── Dataset records ──

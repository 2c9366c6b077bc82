//! OpenAI-compatible embeddings adapter.
//!
//! Used only when an L3 knowledge store is configured; the embedding and
//! chat endpoints may point at different bases.

use async_trait::async_trait;
use reqwest::Client;
use serde::{Deserialize, Serialize};

use crate::memory::EmbeddingProvider;

use super::LlmError;

/// OpenAI-compatible `/embeddings` client.
pub struct OpenAiEmbedder {
    client: Client,
    api_key: String,
    model: String,
    base_url: String,
}

impl OpenAiEmbedder {
    pub fn new(api_key: String, model: String, base_url: String) -> Self {
        Self {
            client: Client::new(),
            api_key,
            model,
            base_url: base_url.trim_end_matches('/').to_string(),
        }
    }
}

#[async_trait]
impl EmbeddingProvider for OpenAiEmbedder {
    async fn embed(&self, text: &str) -> anyhow::Result<Vec<f32>> {
        let url = format!("{}/embeddings", self.base_url);
        let request = EmbeddingRequest {
            model: self.model.clone(),
            input: text.to_string(),
        };

        let response = self
            .client
            .post(&url)
            .header("Authorization", format!("Bearer {}", self.api_key))
            .header("Content-Type", "application/json")
            .json(&request)
            .send()
            .await
            .map_err(|e| LlmError::network(e.to_string()))?;

        let status = response.status();
        let body = response
            .text()
            .await
            .map_err(|e| LlmError::network(e.to_string()))?;

        if !status.is_success() {
            tracing::warn!(%status, %body, "embedding request error");
            return Err(LlmError::from_status(status.as_u16(), body, None).into());
        }

        let response: EmbeddingResponse = serde_json::from_str(&body)
            .map_err(|e| LlmError::parse(format!("failed to parse embedding response: {e}")))?;

        let entry = response
            .data
            .into_iter()
            .next()
            .ok_or_else(|| LlmError::parse("no data in embedding response".to_string()))?;

        Ok(entry.embedding)
    }
}

#[derive(Debug, Serialize)]
struct EmbeddingRequest {
    model: String,
    input: String,
}

#[derive(Debug, Deserialize)]
struct EmbeddingResponse {
    data: Vec<EmbeddingEntry>,
}

#[derive(Debug, Deserialize)]
struct EmbeddingEntry {
    embedding: Vec<f32>,
}
//! Diagnosis skills: named prompt bundles with tool whitelists and trigger
//! rules.
//!
//! A skill selects a domain-expert system prompt for the agent and may
//! restrict the tool set it is allowed to use. Trigger rules match against
//! a task's alert context; the registry returns the first matching skill
//! and falls back to the built-in generic skill.

use std::collections::HashMap;

use serde::{Deserialize, Serialize};

use crate::task::DiagnosisTask;

/// A rule that selects a skill for a task.
///
/// `alert_name` matches the alert context's name exactly, or as a
/// substring of its `alertname` label. `labels` is a subset match against
/// the alert context's labels. A trigger with both fields requires both; a
/// trigger with neither never matches.
#[derive(Debug, Clone, Default, Serialize, Deserialize)]
pub struct SkillTrigger {
    #[serde(default, skip_serializing_if = "Option::is_none")]
    pub alert_name: Option<String>,
    #[serde(default)]
    pub labels: HashMap<String, String>,
}

impl SkillTrigger {
    fn matches(&self, task: &DiagnosisTask) -> bool {
        if self.alert_name.is_none() && self.labels.is_empty() {
            return false;
        }
        let Some(ctx) = &task.spec.alert_context else {
            return false;
        };
        if let Some(name) = &self.alert_name {
            let label_contains = ctx
                .labels
                .get("alertname")
                .is_some_and(|v| v.contains(name.as_str()));
            if &ctx.name != name && !label_contains {
                return false;
            }
        }
        self.labels
            .iter()
            .all(|(k, v)| ctx.labels.get(k) == Some(v))
    }
}

/// A named diagnosis capability. Immutable after load.
#[derive(Debug, Clone, Default, Serialize, Deserialize)]
pub struct Skill {
    pub name: String,
    pub description: String,
    pub system_prompt: String,
    /// Names of tools this skill may use. Empty means all tools.
    #[serde(default)]
    pub allowed_tools: Vec<String>,
    #[serde(default)]
    pub triggers: Vec<SkillTrigger>,
}

impl Skill {
    /// The default skill for general troubleshooting.
    pub fn base() -> Self {
        Skill {
            name: "base_skill".to_string(),
            description: "General Kubernetes troubleshooting skill".to_string(),
            system_prompt: "You are a Kubernetes Expert Agent. Your goal is to diagnose issues in a K8s cluster.\n\
                You have access to a set of tools to gather information.\n\
                Follow this process:\n\
                1. Think: Analyze the current situation and decide what information you need.\n\
                2. Act: Execute a tool to gather that information.\n\
                3. Observe: Analyze the tool output.\n\
                4. Repeat until you identify the root cause.\n\
                5. Conclude: Provide a Root Cause and a Suggestion."
                .to_string(),
            allowed_tools: Vec::new(),
            triggers: Vec::new(),
        }
    }

    /// Specialized skill for OOMKilled pods.
    pub fn oom_diagnosis() -> Self {
        Skill {
            name: "oom_diagnosis".to_string(),
            description: "Specialized skill for diagnosing OOMKilled pods".to_string(),
            system_prompt: "You are a Kubernetes Memory Expert. You are diagnosing a Pod that was OOMKilled.\n\
                Focus your investigation on:\n\
                1. Check the Pod's memory limit in its Spec.\n\
                2. Check the container's actual memory usage or look for \"Out of Memory\" logs.\n\
                3. Determine if the limit is too tight or if there is a memory leak.\n\
                Do NOT suggest increasing limits immediately; first identify why it is consuming so much memory."
                .to_string(),
            allowed_tools: vec![
                "get_pod_logs".to_string(),
                "get_pod_events".to_string(),
                "get_pod_spec".to_string(),
            ],
            triggers: vec![
                SkillTrigger {
                    alert_name: None,
                    labels: HashMap::from([("reason".to_string(), "OOMKilled".to_string())]),
                },
                SkillTrigger {
                    alert_name: Some("KubeContainerOOMKilled".to_string()),
                    labels: HashMap::new(),
                },
            ],
        }
    }
}

/// Ordered skill collection with first-match-wins selection.
pub struct SkillRegistry {
    skills: Vec<Skill>,
    base: Skill,
}

impl SkillRegistry {
    /// An empty registry with only the base fallback.
    pub fn new() -> Self {
        Self {
            skills: Vec::new(),
            base: Skill::base(),
        }
    }

    /// Registry pre-populated with the built-in specialized skills.
    pub fn with_builtin_skills() -> Self {
        let mut registry = Self::new();
        registry.register(Skill::oom_diagnosis());
        registry
    }

    /// Add a skill. Later registrations match after earlier ones.
    pub fn register(&mut self, skill: Skill) {
        self.skills.push(skill);
    }

    /// Select the skill for a task: the first registered skill with a
    /// matching trigger, else the base skill.
    pub fn match_task(&self, task: &DiagnosisTask) -> &Skill {
        for skill in &self.skills {
            if skill.triggers.iter().any(|t| t.matches(task)) {
                return skill;
            }
        }
        &self.base
    }

    /// Look up a skill by name, including the base skill.
    pub fn get(&self, name: &str) -> Option<&Skill> {
        if self.base.name == name {
            return Some(&self.base);
        }
        self.skills.iter().find(|s| s.name == name)
    }

    /// Every registered skill, specialized skills first, base last.
    pub fn list(&self) -> Vec<&Skill> {
        self.skills.iter().chain(std::iter::once(&self.base)).collect()
    }
}

impl Default for SkillRegistry {
    fn default() -> Self {
        Self::with_builtin_skills()
    }
}
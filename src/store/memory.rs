//! In-process task store.

use std::collections::HashMap;

use async_trait::async_trait;
use tokio::sync::{broadcast, RwLock};

use crate::task::{DiagnosisTask, TaskKey};

use super::{StoreError, TaskStore};

const WATCH_CHANNEL_CAPACITY: usize = 256;

/// In-memory [`TaskStore`] with optimistic concurrency and watch support.
pub struct MemoryTaskStore {
    tasks: RwLock<HashMap<TaskKey, DiagnosisTask>>,
    watch_tx: broadcast::Sender<TaskKey>,
}

impl MemoryTaskStore {
    pub fn new() -> Self {
        let (watch_tx, _) = broadcast::channel(WATCH_CHANNEL_CAPACITY);
        Self {
            tasks: RwLock::new(HashMap::new()),
            watch_tx,
        }
    }

    fn notify(&self, key: TaskKey) {
        // No receivers is fine; watch is best-effort for idle stores.
        let _ = self.watch_tx.send(key);
    }
}

impl Default for MemoryTaskStore {
    fn default() -> Self {
        Self::new()
    }
}

#[async_trait]
impl TaskStore for MemoryTaskStore {
    async fn get(&self, key: &TaskKey) -> Result<Option<DiagnosisTask>, StoreError> {
        Ok(self.tasks.read().await.get(key).cloned())
    }

    async fn list(&self) -> Result<Vec<DiagnosisTask>, StoreError> {
        Ok(self.tasks.read().await.values().cloned().collect())
    }

    async fn create(&self, mut task: DiagnosisTask) -> Result<DiagnosisTask, StoreError> {
        let key = task.key();
        let mut tasks = self.tasks.write().await;
        if tasks.contains_key(&key) {
            return Err(StoreError::already_exists(&key));
        }
        task.metadata.resource_version = 1;
        tasks.insert(key.clone(), task.clone());
        drop(tasks);
        self.notify(key);
        Ok(task)
    }

    async fn update_spec(&self, task: DiagnosisTask) -> Result<DiagnosisTask, StoreError> {
        let key = task.key();
        let mut tasks = self.tasks.write().await;
        let stored = tasks.get_mut(&key).ok_or_else(|| StoreError::not_found(&key))?;
        if stored.metadata.resource_version != task.metadata.resource_version {
            return Err(StoreError::conflict(&key));
        }
        stored.spec = task.spec;
        stored.metadata.resource_version += 1;
        let updated = stored.clone();
        drop(tasks);
        self.notify(key);
        Ok(updated)
    }

    async fn update_status(&self, task: DiagnosisTask) -> Result<DiagnosisTask, StoreError> {
        let key = task.key();
        let mut tasks = self.tasks.write().await;
        let stored = tasks.get_mut(&key).ok_or_else(|| StoreError::not_found(&key))?;
        if stored.metadata.resource_version != task.metadata.resource_version {
            return Err(StoreError::conflict(&key));
        }
        stored.status = task.status;
        stored.metadata.resource_version += 1;
        let updated = stored.clone();
        drop(tasks);
        self.notify(key);
        Ok(updated)
    }

    async fn delete(&self, key: &TaskKey) -> Result<(), StoreError> {
        let mut tasks = self.tasks.write().await;
        if tasks.remove(key).is_none() {
            return Err(StoreError::not_found(key));
        }
        drop(tasks);
        self.notify(key.clone());
        Ok(())
    }

    fn watch(&self) -> broadcast::Receiver<TaskKey> {
        self.watch_tx.subscribe()
    }
}
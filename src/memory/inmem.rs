//! In-process L2/L3 store implementations.

use std::collections::{HashMap, VecDeque};
use std::sync::RwLock;

use async_trait::async_trait;

use super::{AlertEvent, EventStore, KnowledgeFinding, KnowledgeStore};

/// Max entries retained per namespace stream.
const DEFAULT_STREAM_CAP: usize = 500;

/// Bounded per-namespace event ring.
pub struct InMemoryEventStore {
    streams: RwLock<HashMap<String, VecDeque<AlertEvent>>>,
    cap: usize,
}

impl InMemoryEventStore {
    pub fn new() -> Self {
        Self::with_capacity(DEFAULT_STREAM_CAP)
    }

    pub fn with_capacity(cap: usize) -> Self {
        Self {
            streams: RwLock::new(HashMap::new()),
            cap,
        }
    }
}

impl Default for InMemoryEventStore {
    fn default() -> Self {
        Self::new()
    }
}

#[async_trait]
impl EventStore for InMemoryEventStore {
    async fn append_alert_event(&self, event: AlertEvent) -> anyhow::Result<()> {
        let mut streams = self
            .streams
            .write()
            .unwrap_or_else(|poisoned| poisoned.into_inner());
        let stream = streams.entry(event.namespace.clone()).or_default();
        stream.push_back(event);
        while stream.len() > self.cap {
            stream.pop_front();
        }
        Ok(())
    }

    async fn get_recent_events(
        &self,
        namespace: &str,
        pod: &str,
        limit: usize,
    ) -> anyhow::Result<Vec<AlertEvent>> {
        let streams = self
            .streams
            .read()
            .unwrap_or_else(|poisoned| poisoned.into_inner());
        let Some(stream) = streams.get(namespace) else {
            return Ok(Vec::new());
        };
        Ok(stream
            .iter()
            .rev()
            .filter(|e| pod.is_empty() || e.pod == pod)
            .take(limit)
            .cloned()
            .collect())
    }
}

/// Linear-scan cosine-distance similarity index.
pub struct InMemoryKnowledgeStore {
    rows: RwLock<Vec<(KnowledgeFinding, Vec<f32>)>>,
}

impl InMemoryKnowledgeStore {
    pub fn new() -> Self {
        Self {
            rows: RwLock::new(Vec::new()),
        }
    }
}

impl Default for InMemoryKnowledgeStore {
    fn default() -> Self {
        Self::new()
    }
}

#[async_trait]
impl KnowledgeStore for InMemoryKnowledgeStore {
    async fn init_schema(&self) -> anyhow::Result<()> {
        Ok(())
    }

    async fn save_diagnosis(
        &self,
        finding: KnowledgeFinding,
        embedding: Vec<f32>,
    ) -> anyhow::Result<()> {
        self.rows
            .write()
            .unwrap_or_else(|poisoned| poisoned.into_inner())
            .push((finding, embedding));
        Ok(())
    }

    async fn search_similar(
        &self,
        query: &[f32],
        limit: usize,
    ) -> anyhow::Result<Vec<KnowledgeFinding>> {
        if query.is_empty() {
            return Ok(Vec::new());
        }

        let rows = self
            .rows
            .read()
            .unwrap_or_else(|poisoned| poisoned.into_inner());
        let mut scored: Vec<(f32, KnowledgeFinding)> = rows
            .iter()
            .filter(|(_, emb)| !emb.is_empty())
            .map(|(f, emb)| (cosine_distance(query, emb), f.clone()))
            .collect();
        scored.sort_by(|a, b| a.0.total_cmp(&b.0));
        Ok(scored.into_iter().take(limit).map(|(_, f)| f).collect())
    }
}

/// Cosine distance in `[0, 2]`; vectors of unequal length or zero norm are
/// treated as maximally distant.
fn cosine_distance(a: &[f32], b: &[f32]) -> f32 {
    if a.len() != b.len() {
        return 2.0;
    }
    let dot: f32 = a.iter().zip(b).map(|(x, y)| x * y).sum();
    let norm_a: f32 = a.iter().map(|x| x * x).sum::<f32>().sqrt();
    let norm_b: f32 = b.iter().map(|x| x * x).sum::<f32>().sqrt();
    if norm_a == 0.0 || norm_b == 0.0 {
        return 2.0;
    }
    1.0 - dot / (norm_a * norm_b)
}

───

Problem description: Wherever the string "broadcast" turns up in the material, copy the whole line.

Response below:
use tokio::sync::{broadcast, RwLock};
    watch_tx: broadcast::Sender<TaskKey>,
        let (watch_tx, _) = broadcast::channel(WATCH_CHANNEL_CAPACITY);
    fn watch(&self) -> broadcast::Receiver<TaskKey> {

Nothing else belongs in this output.